- _WHAT YOU SHOULD DO_: Where a line in the records below includes "from", pull that line out.
=-=-=-=-=
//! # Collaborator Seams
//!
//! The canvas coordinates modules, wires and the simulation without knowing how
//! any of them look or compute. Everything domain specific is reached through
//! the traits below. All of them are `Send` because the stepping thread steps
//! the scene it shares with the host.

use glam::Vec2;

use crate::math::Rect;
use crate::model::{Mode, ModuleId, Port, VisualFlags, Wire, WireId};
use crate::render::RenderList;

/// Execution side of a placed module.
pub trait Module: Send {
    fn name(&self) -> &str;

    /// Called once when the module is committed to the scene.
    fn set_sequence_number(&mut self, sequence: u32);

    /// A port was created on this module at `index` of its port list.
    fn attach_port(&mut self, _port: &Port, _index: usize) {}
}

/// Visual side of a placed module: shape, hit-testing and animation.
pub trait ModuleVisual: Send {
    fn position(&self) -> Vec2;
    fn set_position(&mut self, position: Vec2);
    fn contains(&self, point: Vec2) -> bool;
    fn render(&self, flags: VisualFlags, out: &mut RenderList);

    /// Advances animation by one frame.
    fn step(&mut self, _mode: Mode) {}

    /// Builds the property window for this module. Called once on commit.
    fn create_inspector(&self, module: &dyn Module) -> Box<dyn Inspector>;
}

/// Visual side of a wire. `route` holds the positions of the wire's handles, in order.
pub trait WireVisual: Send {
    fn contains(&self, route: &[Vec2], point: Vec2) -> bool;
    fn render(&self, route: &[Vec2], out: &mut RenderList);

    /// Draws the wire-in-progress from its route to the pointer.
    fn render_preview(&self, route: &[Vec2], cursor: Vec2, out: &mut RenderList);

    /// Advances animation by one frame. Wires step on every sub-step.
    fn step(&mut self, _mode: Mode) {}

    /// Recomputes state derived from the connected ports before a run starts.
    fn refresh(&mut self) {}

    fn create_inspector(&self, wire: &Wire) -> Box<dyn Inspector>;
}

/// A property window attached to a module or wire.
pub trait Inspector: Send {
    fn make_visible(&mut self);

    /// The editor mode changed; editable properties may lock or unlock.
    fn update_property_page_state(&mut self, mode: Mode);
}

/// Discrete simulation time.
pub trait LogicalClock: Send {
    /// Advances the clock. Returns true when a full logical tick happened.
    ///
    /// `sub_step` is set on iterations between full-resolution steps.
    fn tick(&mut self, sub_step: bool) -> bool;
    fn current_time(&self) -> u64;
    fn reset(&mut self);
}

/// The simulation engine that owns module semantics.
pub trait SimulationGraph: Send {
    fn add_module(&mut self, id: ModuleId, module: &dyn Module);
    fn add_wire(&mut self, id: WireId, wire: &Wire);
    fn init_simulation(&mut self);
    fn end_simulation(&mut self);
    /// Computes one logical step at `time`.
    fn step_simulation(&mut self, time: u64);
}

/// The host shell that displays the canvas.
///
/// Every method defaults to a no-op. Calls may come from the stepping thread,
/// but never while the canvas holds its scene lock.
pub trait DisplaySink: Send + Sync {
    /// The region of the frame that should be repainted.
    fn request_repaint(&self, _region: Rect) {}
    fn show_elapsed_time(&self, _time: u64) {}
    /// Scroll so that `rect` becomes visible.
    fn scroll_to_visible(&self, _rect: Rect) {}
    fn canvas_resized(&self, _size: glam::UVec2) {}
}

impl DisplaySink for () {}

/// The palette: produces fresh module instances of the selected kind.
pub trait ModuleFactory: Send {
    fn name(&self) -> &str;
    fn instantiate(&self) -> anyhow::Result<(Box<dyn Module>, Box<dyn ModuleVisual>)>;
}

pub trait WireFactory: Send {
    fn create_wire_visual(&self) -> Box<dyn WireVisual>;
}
=-=-=-=-=
- _EXERCISE RESULT_:
    /// Draws the wire-in-progress from its route to the pointer.
    /// Recomputes state derived from the connected ports before a run starts.
/// Every method defaults to a no-op. Calls may come from the stepping thread,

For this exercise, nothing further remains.